Although NCC Group has not released the real-time voice deepfake tool to the public, the accompanying research paper includes audio samples demonstrating its effectiveness. The generated audio is both convincing and produced with minimal latency, indicating that the technology could be applied using various microphones found in laptops and smartphones.

While audio deepfakes are not a novel concept, previous iterations lacked the ability for real-time generation, which often made them less credible. Attackers had the option to pre-record deepfaked conversations, but victims could easily detect discrepancies if the dialogue deviated from the script. Alternatively, generating a deepfake on the fly required significant time, leading to noticeable delays. However, NCC Group”s tool overcomes these limitations.

With the consent of clients, NCC Group has employed this voice-changing technology along with caller ID spoofing to impersonate individuals. “Nearly all times we called, it worked. The target believed we were the person we were impersonating,” Alobera stated, emphasizing the tool”s reliability.

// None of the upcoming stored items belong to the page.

//! Top-level module for the trigram generation system.
//!
//! This module provides:
//! - Normalized token types and pair keys (`Token`, `PairKey`)
//! - The trained statistics and their sampler (`CorpusModel`)
//! - Per-pair weighted successors (`State`)
//! - Generation parameters (`GenerationInput`)
//! - The sentence state machine (`Generator`)

/// Tokens, pair keys, punctuation sets and stream rendering.
pub mod token;

/// Trigram statistics: training, sampling, merging and persistence.
///
/// Supports parallel construction from a folder and `postcard` caching.
pub mod corpus_model;

/// High-level generation of whole sentences from a trained model.
pub mod generator;

/// Generation parameters: minimum length, seed and token cap.
pub mod generation_input;

/// Weighted successor multiset of a single token pair.
///
/// Not exposed publicly.
mod state;

pub use state::State;
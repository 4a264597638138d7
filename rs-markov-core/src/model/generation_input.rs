use crate::error::{ModelError, Result};

/// Parameters of one generation run.
///
/// # Responsibilities
/// - Track the minimum length and the optional RNG seed
/// - Hold an optional hard cap on drawn tokens, validated against `min_length`
///
/// # Invariants
/// - When set, `max_tokens` is strictly greater than `min_length`
#[derive(Clone, Debug, Default, PartialEq)]
pub struct GenerationInput {
	/// Generation stops after the first sentence ending once more than
	/// this many tokens (words, punctuation and paragraph breaks) were drawn.
	min_length: usize,

	/// Seed for a reproducible run. `None` seeds from the OS.
	pub seed: Option<u64>,

	/// Hard cap on drawn tokens. `None` lets a sentence run as long as it needs.
	max_tokens: Option<usize>,
}

impl GenerationInput {
	/// Creates an input with the given minimum length, no seed and no cap.
	pub fn new(min_length: usize) -> Self {
		Self { min_length, ..Self::default() }
	}

	pub fn min_length(&self) -> usize {
		self.min_length
	}

	pub fn max_tokens(&self) -> Option<usize> {
		self.max_tokens
	}

	/// Sets the minimum length.
	///
	/// # Errors
	/// Returns an error if a cap is set and `min_length` is not below it.
	pub fn set_min_length(&mut self, min_length: usize) -> Result<()> {
		Self::check(min_length, self.max_tokens)?;
		self.min_length = min_length;
		Ok(())
	}

	/// Sets (or removes) the token cap.
	///
	/// # Errors
	/// Returns an error if the cap does not exceed `min_length`.
	pub fn set_max_tokens(&mut self, max_tokens: Option<usize>) -> Result<()> {
		Self::check(self.min_length, max_tokens)?;
		self.max_tokens = max_tokens;
		Ok(())
	}

	fn check(min_length: usize, max_tokens: Option<usize>) -> Result<()> {
		match max_tokens {
			Some(limit) if limit <= min_length => Err(ModelError::InvalidInput(format!(
				"max_tokens ({limit}) must be greater than min_length ({min_length})"
			))),
			_ => Ok(()),
		}
	}
}
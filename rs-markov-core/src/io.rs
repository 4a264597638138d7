use std::path::{Path, PathBuf};
use std::{env, fs, io};

/// Reads a whole document into memory.
///
/// Invalid UTF-8 sequences are replaced rather than rejected, so a garbled
/// document degrades into fewer tokens instead of an error.
pub(crate) fn read_document<P: AsRef<Path>>(filename: P) -> io::Result<String> {
	let bytes = fs::read(filename)?;
	Ok(String::from_utf8_lossy(&bytes).into_owned())
}

/// Normalize a folder path.
///
/// - `"."` or `"./"` resolves to the current working directory
/// - Other paths are returned as-is (not canonicalized)
pub(crate) fn normalize_folder<P: AsRef<Path>>(input: P) -> PathBuf {
	let input = input.as_ref();
	if input == Path::new(".") || input == Path::new("./") {
		env::current_dir().unwrap_or_else(|_| PathBuf::from("."))
	} else {
		input.to_path_buf()
	}
}

/// Lists every regular file below `dir`, walking subdirectories.
///
/// Returns full paths, sorted so that corpus order is stable across runs.
pub(crate) fn list_files_recursive<P: AsRef<Path>>(dir: P) -> io::Result<Vec<PathBuf>> {
	let mut files = Vec::new();
	let mut pending = vec![dir.as_ref().to_path_buf()];

	while let Some(current) = pending.pop() {
		for entry in fs::read_dir(&current)? {
			let path = entry?.path();
			if path.is_dir() {
				pending.push(path);
			} else if path.is_file() {
				files.push(path);
			}
		}
	}

	files.sort();
	Ok(files)
}
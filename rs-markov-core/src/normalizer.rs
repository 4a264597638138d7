//! Raw prose to canonical token stream.
//!
//! The pipeline runs in a fixed order:
//! 1. typographic folding (curly apostrophes, ellipsis, CRLF)
//! 2. quote disambiguation (apostrophe vs quotation mark)
//! 3. case folding
//! 4. punctuation separation
//! 5. symbol stripping
//! 6. paragraph collapsing
//! 7. whitespace tokenization
//!
//! Normalization never fails: unrecognized symbols simply vanish.

use std::sync::LazyLock;

use regex::Regex;

use crate::model::token::{is_punctuation, Token, PARAGRAPH_MARKER};

/// Replacement for a single quote used as a quotation delimiter.
/// Dropped later by symbol stripping.
const QUOTE_MARKER: char = '"';

/// Anything that is not a letter, whitespace, apostrophe or recognized punctuation.
/// Letters are `char::is_alphabetic`, the same set the neighbour checks use.
static SYMBOLS: LazyLock<Regex> =
	LazyLock::new(|| Regex::new(r"[^\p{Alphabetic}\s'.,:;?!]+").expect("symbol pattern is valid"));

static LINE_BREAKS: LazyLock<Regex> =
	LazyLock::new(|| Regex::new(r"\n+").expect("line break pattern is valid"));

/// Normalizes a raw document into its token stream.
pub fn normalize(raw: &str) -> Vec<Token> {
	normalize_text(raw).split_whitespace().map(Token::parse).collect()
}

/// Runs every normalization step except the final split.
pub fn normalize_text(raw: &str) -> String {
	let text = separate_quotes(&fold_typography(raw)).to_lowercase();
	let text = separate_punctuation(&text);
	let text = SYMBOLS.replace_all(&text, "");
	LINE_BREAKS
		.replace_all(&text, format!(" {PARAGRAPH_MARKER} ").as_str())
		.into_owned()
}

/// Folds typographic variants onto the plain characters the pipeline knows.
fn fold_typography(text: &str) -> String {
	text.replace("\r\n", "\n")
		.chars()
		.map(|c| match c {
			'\r' => '\n',
			'\u{2018}' | '\u{2019}' => '\'',
			'\u{2026}' => ' ',
			other => other,
		})
		.collect()
}

/// Rewrites quotation-mark single quotes to [`QUOTE_MARKER`].
///
/// A quote is an apostrophe only when both its direct neighbours are letters;
/// digits, the start and the end of the text do not count since none of them
/// survive symbol stripping.
/// A quote right after `.` or `,` is folded into that mark first.
fn separate_quotes(text: &str) -> String {
	let text = text.replace(".'", ".").replace(",'", ",");
	let chars: Vec<char> = text.chars().collect();

	chars
		.iter()
		.enumerate()
		.map(|(i, &c)| {
			if c != '\'' {
				return c;
			}
			let before = i.checked_sub(1).and_then(|j| chars.get(j));
			let after = chars.get(i + 1);
			if before.is_some_and(|b| b.is_alphabetic()) && after.is_some_and(|a| a.is_alphabetic()) {
				c
			} else {
				QUOTE_MARKER
			}
		})
		.collect()
}

/// Inserts a space before every recognized mark not followed by a letter
/// (end of text included).
fn separate_punctuation(text: &str) -> String {
	let chars: Vec<char> = text.chars().collect();
	let mut out = String::with_capacity(text.len() + text.len() / 8);

	for (i, &c) in chars.iter().enumerate() {
		if is_punctuation(c) && !chars.get(i + 1).is_some_and(|next| next.is_alphabetic()) {
			out.push(' ');
		}
		out.push(c);
	}

	out
}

The significance of NCC Group”s demonstration lies in its use of open-source tools and commonly available hardware, rather than relying on third-party services. Although optimal performance is achieved with high-end graphics processing units (GPUs), the audio deepfake was successfully tested on a laptop equipped with Nvidia”s RTX A1000, which is among the less powerful GPUs in Nvidia”s current offerings. Notably, the laptop managed to produce a voice deepfake with only a half-second delay.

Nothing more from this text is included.